Abstract High cost of lignocellulases restricts the commercialization of biofuel and bio‐product production from lignocellulosic biomass. Constitutively expressed lignocellulases are considered to degrade cellulose to release small amount of soluble cellodextrins such as cellobiose for further large‐scale production of lignocellulases; however, the underlying mechanism remains to be elucidated. Here, a triple β‐glucosidase mutant of the model fungus Neurospora crassa, which prevents rapid turnover of cellobiose and thus allows the disaccharide to induce lignocellulases, was applied to perform parallel analyses of proteome and phosphoproteome changes in response to cellobiose and Avicel cellulose. The results revealed shared proteome and phosphoproteome responses to cellobiose and Avicel, corroborating the idea that cellobiose mediates the regulation of lignocellulase expression and secretion. The results further suggest that this regulation is achieved at multiple levels, including epigenetic, transcription, post‐transcription, translation, and post‐translation. Proteome profiling revealed that the proteins upregulated by cellobiose and Avicel were over‐represented in cellulose degradation and degradation product transport pathways.
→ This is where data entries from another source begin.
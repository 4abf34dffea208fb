// SPDX-FileCopyrightText: 2026 GSI Helmholtzzentrum f. Schwerionenforschung GmbH, Darmstadt, Germany
// SPDX-License-Identifier: LGPL-3.0-or-later

//! Child process invocation for the external Slurm tools.
//!
//! Two variants: capture everything the tool writes to stdout, or inherit
//! the current process's streams and just wait. Both run the tool with an
//! explicit argument vector — arguments never pass through a shell.

use std::io;
use std::process::{Command, Stdio};
use std::thread;
use std::time::{Duration, Instant};

use log::debug;

use crate::error::Error;

/// Poll interval while waiting for a stream-inheriting child to exit.
const WAIT_POLL: Duration = Duration::from_millis(100);

/// Run the tool and return its captured stdout.
///
/// A missing binary, a spawn failure and a non-zero exit status each map to
/// a distinct error kind; stderr is carried along on failure.
pub fn run_capture(program: &str, args: &[String]) -> Result<String, Error> {
    debug!("running {} {:?}", program, args);

    let output = Command::new(program)
        .args(args)
        .output()
        .map_err(|e| spawn_error(program, e))?;

    if !output.status.success() {
        return Err(Error::ToolFailed {
            program: program.to_string(),
            code: output.status.code(),
            stderr: String::from_utf8_lossy(&output.stderr).trim().to_string(),
        });
    }

    Ok(String::from_utf8_lossy(&output.stdout).into_owned())
}

/// Run the tool with inherited stdout/stderr and block until it exits, or
/// until `timeout` elapses, in which case the child is killed.
pub fn run_inherit(
    program: &str,
    args: &[String],
    timeout: Option<Duration>,
) -> Result<(), Error> {
    debug!("running {} {:?} (inherited streams)", program, args);

    let mut child = Command::new(program)
        .args(args)
        .stdout(Stdio::inherit())
        .stderr(Stdio::inherit())
        .spawn()
        .map_err(|e| spawn_error(program, e))?;

    let deadline = timeout.map(|t| Instant::now() + t);

    let status = loop {
        match child.try_wait().map_err(|e| spawn_error(program, e))? {
            Some(status) => break status,
            None => {
                if let Some(deadline) = deadline {
                    if Instant::now() >= deadline {
                        // Best effort: the child may have exited in between.
                        let _ = child.kill();
                        let _ = child.wait();
                        return Err(Error::Timeout {
                            program: program.to_string(),
                            secs: timeout.unwrap_or_default().as_secs(),
                        });
                    }
                }
                thread::sleep(WAIT_POLL);
            }
        }
    };

    if !status.success() {
        return Err(Error::ToolFailed {
            program: program.to_string(),
            code: status.code(),
            stderr: String::new(),
        });
    }

    Ok(())
}

fn spawn_error(program: &str, e: io::Error) -> Error {
    if e.kind() == io::ErrorKind::NotFound {
        Error::ToolNotFound {
            program: program.to_string(),
        }
    } else {
        Error::Spawn {
            program: program.to_string(),
            source: e,
        }
    }
}

#[cfg(test)]
mod tests {
    use super::*;

    fn init_logging() {
        let _ = env_logger::builder().is_test(true).try_init();
    }

    #[test]
    fn test_capture_returns_stdout() {
        init_logging();
        let out = run_capture("echo", &["hello".to_string()]).unwrap();
        assert_eq!(out.trim(), "hello");
    }

    #[test]
    fn test_missing_tool_is_distinct_error() {
        let err = run_capture("definitely-not-a-slurm-tool", &[]).unwrap_err();
        assert!(matches!(err, Error::ToolNotFound { .. }));
    }

    #[test]
    fn test_nonzero_exit_carries_status() {
        let err = run_capture("false", &[]).unwrap_err();
        match err {
            Error::ToolFailed { code, .. } => assert_eq!(code, Some(1)),
            other => panic!("unexpected error: {other:?}"),
        }
    }

    #[test]
    fn test_inherit_waits_for_exit() {
        run_inherit("true", &[], None).unwrap();
    }

    #[test]
    fn test_inherit_times_out() {
        let err = run_inherit(
            "sleep",
            &["5".to_string()],
            Some(Duration::from_millis(200)),
        )
        .unwrap_err();
        assert!(matches!(err, Error::Timeout { .. }));
    }
}
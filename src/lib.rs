// SPDX-FileCopyrightText: 2026 GSI Helmholtzzentrum f. Schwerionenforschung GmbH, Darmstadt, Germany
// SPDX-License-Identifier: LGPL-3.0-or-later

//! Typed builders for the Slurm command line tools.
//!
//! Architecture:
//! - One option model per external tool (`Sbatch`, `Sinfo`, `Squeue`),
//!   populated through a fluent builder and serialized into an ordered
//!   argument vector
//! - A small process invoker that runs the tool with that vector and
//!   captures stdout (or inherits the streams and waits)
//! - Table parsers that turn the `sinfo` long listings into typed
//!   `Partition` and `Node` records
//!
//! ```no_run
//! use slurm_wrap::sbatch::SbatchBuilder;
//!
//! fn submit() -> Result<u32, slurm_wrap::Error> {
//!     let mut job = SbatchBuilder::new();
//!     job.job_name("preprocess")
//!         .partition("batch")
//!         .nodes(4)
//!         .script(std::path::Path::new("job.sh"));
//!     job.submit()
//! }
//! ```
//!
//! Configuration mistakes (conflicting options, bad value shapes) surface
//! at the builder call, before any process is spawned; tool and parse
//! failures surface as distinct [`Error`] kinds.

pub mod error;
pub mod exec;
pub mod sbatch;
pub mod sinfo;
pub mod squeue;
pub mod types;

pub use error::Error;
pub use types::{ArrayIndex, FormatSpec, JobSize, KiloHertz, Megabyte, Minute, Second, SlurmDuration};
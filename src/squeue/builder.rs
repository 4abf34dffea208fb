// SPDX-FileCopyrightText: 2026 GSI Helmholtzzentrum f. Schwerionenforschung GmbH, Darmstadt, Germany
// SPDX-License-Identifier: LGPL-3.0-or-later

//! Fluent configuration surface for `squeue`.

use std::time::Duration;

use log::warn;

use super::types::{JobStateCode, Squeue, SqueueField};
use crate::error::Error;
use crate::exec;
use crate::types::{FormatSpec, Second};

/// Name of the external job queue query tool.
const SQUEUE: &str = "squeue";

/// Builder for one `squeue` invocation.
#[derive(Debug, Default)]
pub struct SqueueBuilder {
    squeue: Squeue,
}

impl SqueueBuilder {
    pub fn new() -> Self {
        Self::default()
    }

    /// The populated option model.
    pub fn model(&self) -> &Squeue {
        &self.squeue
    }

    /// Serialize the accumulated options into an argument vector.
    pub fn to_args(&self) -> Vec<String> {
        self.squeue.to_args()
    }

    /// Limit the view to jobs charged to this account. Repeated calls
    /// accumulate.
    pub fn accounts(&mut self, account: &str) -> &mut Self {
        self.squeue.accounts.push(account.to_string());
        self
    }

    /// Display jobs and job steps in all partitions, including hidden and
    /// unavailable ones.
    pub fn all(&mut self) -> &mut Self {
        self.squeue.all = true;
        self
    }

    /// Display one job array element per line instead of the condensed
    /// pending-element notation.
    pub fn array(&mut self) -> &mut Self {
        self.squeue.array = true;
        self
    }

    /// Display one unique pending job array element per line.
    pub fn array_unique(&mut self) -> &mut Self {
        self.squeue.array_unique = true;
        self
    }

    /// Show jobs from the federation if a member of one.
    pub fn federation(&mut self) -> &mut Self {
        if self.squeue.local {
            warn!("`federation` is overridden by `local`");
        }
        self.squeue.federation = true;
        self
    }

    /// Do not print a header on the output.
    pub fn no_header(&mut self) -> &mut Self {
        self.squeue.no_header = true;
        self
    }

    /// Do not display jobs in hidden or unavailable partitions (the default
    /// behavior, made explicit).
    pub fn hide(&mut self) -> &mut Self {
        self.squeue.hide = true;
        self
    }

    /// Repeatedly gather and report at this interval.
    pub fn iterate(&mut self, interval: Second) -> &mut Self {
        self.squeue.iterate = Some(interval);
        self
    }

    /// Limit the view to these job ids. Repeated calls accumulate; jobs on
    /// hidden partitions are shown when explicitly listed.
    pub fn jobs(&mut self, ids: impl IntoIterator<Item = u32>) -> &mut Self {
        self.squeue.jobs.extend(ids);
        self
    }

    /// Show only jobs local to this cluster; overrides `federation`.
    pub fn local(&mut self) -> &mut Self {
        if self.squeue.federation {
            warn!("`local` overrides `federation`");
        }
        self.squeue.local = true;
        self
    }

    /// Report more of the available information for the selected jobs.
    pub fn long(&mut self) -> &mut Self {
        self.squeue.long = true;
        self
    }

    /// Limit the view to jobs requesting or using this license. Repeated
    /// calls accumulate.
    pub fn licenses(&mut self, license: &str) -> &mut Self {
        self.squeue.licenses.push(license.to_string());
        self
    }

    /// Cluster to issue commands to; `all` queries every cluster.
    /// Repeated calls accumulate. Implicitly local.
    pub fn clusters(&mut self, name: &str) -> &mut Self {
        self.squeue.clusters.push(name.to_string());
        self
    }

    /// Limit the view to jobs or steps with this name. Repeated calls
    /// accumulate.
    pub fn names(&mut self, name: &str) -> &mut Self {
        self.squeue.names.push(name.to_string());
        self
    }

    /// Don't convert units from their original type (e.g. 2048M stays M).
    pub fn dont_convert(&mut self) -> &mut Self {
        self.squeue.dont_convert = true;
        self
    }

    /// Raw `%`-style output format string (`-o`). Takes precedence over
    /// typed format fields.
    pub fn format(&mut self, fmt: &str) -> &mut Self {
        self.squeue.format_raw = Some(fmt.to_string());
        self
    }

    /// Append a typed output field (`-O`). Repeated calls accumulate.
    pub fn format_field(&mut self, spec: FormatSpec<SqueueField>) -> &mut Self {
        self.squeue.format_fields.push(spec);
        self
    }

    /// Limit the view to this partition. Repeated calls accumulate.
    pub fn partitions(&mut self, name: &str) -> &mut Self {
        self.squeue.partitions.push(name.to_string());
        self
    }

    /// For pending jobs submitted to multiple partitions, list the job once
    /// per partition and consider partition priority when sorting.
    pub fn priority(&mut self) -> &mut Self {
        self.squeue.priority = true;
        self
    }

    /// Limit the view to jobs with this quality of service. Repeated calls
    /// accumulate.
    pub fn qos(&mut self, qos: &str) -> &mut Self {
        self.squeue.qos.push(qos.to_string());
        self
    }

    /// Limit the view to jobs using this reservation.
    pub fn reservation(&mut self, name: &str) -> &mut Self {
        self.squeue.reservation = Some(name.to_string());
        self
    }

    /// View the given job step, format `"job_id[_array_id].step_id"`.
    /// Repeated calls accumulate.
    pub fn steps(&mut self, step: &str) -> &mut Self {
        self.squeue.steps.push(step.to_string());
        self
    }

    /// Show all sibling jobs on a federated cluster; implies `federation`.
    pub fn sibling(&mut self) -> &mut Self {
        self.squeue.sibling = true;
        self
    }

    /// Report records in this order; the same field specification as the
    /// output format, fields comma-separated, each optionally preceded by
    /// `+`/`-` for ascending/descending.
    pub fn sort(&mut self, order: &str) -> &mut Self {
        self.squeue.sort = Some(order.to_string());
        self
    }

    /// Report the expected start time and resources of pending jobs in
    /// order of increasing start time.
    pub fn start(&mut self) -> &mut Self {
        self.squeue.start = true;
        self
    }

    /// Limit the view to jobs in this state. Repeated calls accumulate.
    pub fn state(&mut self, state: JobStateCode) -> &mut Self {
        self.squeue.states.push(state);
        self
    }

    /// Limit the view to jobs of this user (name or id). Repeated calls
    /// accumulate.
    pub fn users(&mut self, user: &str) -> &mut Self {
        self.squeue.users.push(user.to_string());
        self
    }

    /// Report details of the tool's actions.
    pub fn verbose(&mut self) -> &mut Self {
        self.squeue.verbose = true;
        self
    }

    /// Print version information and exit.
    pub fn version(&mut self) -> &mut Self {
        self.squeue.version = true;
        self
    }

    /// Report only jobs allocated to this node or list of nodes.
    pub fn nodelist(&mut self, nodes: &str) -> &mut Self {
        self.squeue.nodelist = Some(nodes.to_string());
        self
    }

    /// Run the tool and return its captured stdout.
    pub fn run(&self) -> Result<String, Error> {
        exec::run_capture(SQUEUE, &self.squeue.to_args())
    }

    /// Run the tool with inherited streams, waiting up to `timeout` for it
    /// to exit. Useful with `iterate`, which makes the tool loop.
    pub fn watch(&self, timeout: Option<Duration>) -> Result<(), Error> {
        exec::run_inherit(SQUEUE, &self.squeue.to_args(), timeout)
    }
}

#[cfg(test)]
mod tests {
    use super::*;

    #[test]
    fn test_partition_state_format_args() {
        let mut b = SqueueBuilder::new();
        b.partitions("intel")
            .state(JobStateCode::Pending)
            .format("%.6i %p");
        assert_eq!(b.to_args(), vec!["-o", "%.6i %p", "-p", "intel", "-t", "PENDING"]);
    }

    #[test]
    fn test_jobs_range() {
        let mut b = SqueueBuilder::new();
        b.jobs(3_684_390..=3_684_392);
        assert_eq!(b.to_args(), vec!["-j3684390,3684391,3684392"]);
    }

    #[test]
    fn test_user_and_account_filters() {
        let mut b = SqueueBuilder::new();
        b.users("alice").users("bob").accounts("physics");
        assert_eq!(b.to_args(), vec!["-A", "physics", "-u", "alice,bob"]);
    }

    #[test]
    fn test_serialization_is_idempotent() {
        let mut b = SqueueBuilder::new();
        b.all().long().state(JobStateCode::Running);
        assert_eq!(b.to_args(), b.to_args());
    }
}
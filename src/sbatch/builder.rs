// SPDX-FileCopyrightText: 2026 GSI Helmholtzzentrum f. Schwerionenforschung GmbH, Darmstadt, Germany
// SPDX-License-Identifier: LGPL-3.0-or-later

//! Fluent configuration surface for `sbatch`.

use std::path::Path;

use chrono::NaiveDateTime;

use super::types::{
    AcctgFreq, CpuBinding, CpuFreq, Dependency, Exclusive, FrequencyPolicy, Hint, Job, MailType,
    MemorySpec, OpenMode, Propagate, Sbatch,
};
use crate::error::Error;
use crate::exec;
use crate::types::{ArrayIndex, Megabyte, Minute, SlurmDuration};

/// Name of the external batch submission tool.
const SBATCH: &str = "sbatch";

/// Builder for one `sbatch` invocation.
///
/// Setters that can violate an option contract (mutually exclusive groups,
/// value shapes) return `Result`; everything else chains directly.
#[derive(Debug, Default)]
pub struct SbatchBuilder {
    sbatch: Sbatch,
}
Phosphoproteome profiling revealed that the proteins differentially phosphorylated by cellobiose and Avicel were over‐represented by the pathways such as transcriptional control, protein processing and export, cell wall biogenesis, and cellular signaling. Deletion mutation analysis further suggests that the ER chaperon protein Hsp70‐6, the translocation complex subunit Sec66/Sec71, and the signal peptidase subunit Spc2 are involved in lignocellulase secretion, particularly translocation across the endoplasmic reticulum. Altogether, the results offer a new insight into how cellobiose mediates the regulation of lignocellulase expression and secretion, providing a potential strategy for the strain engineering to improve lignocellulase production.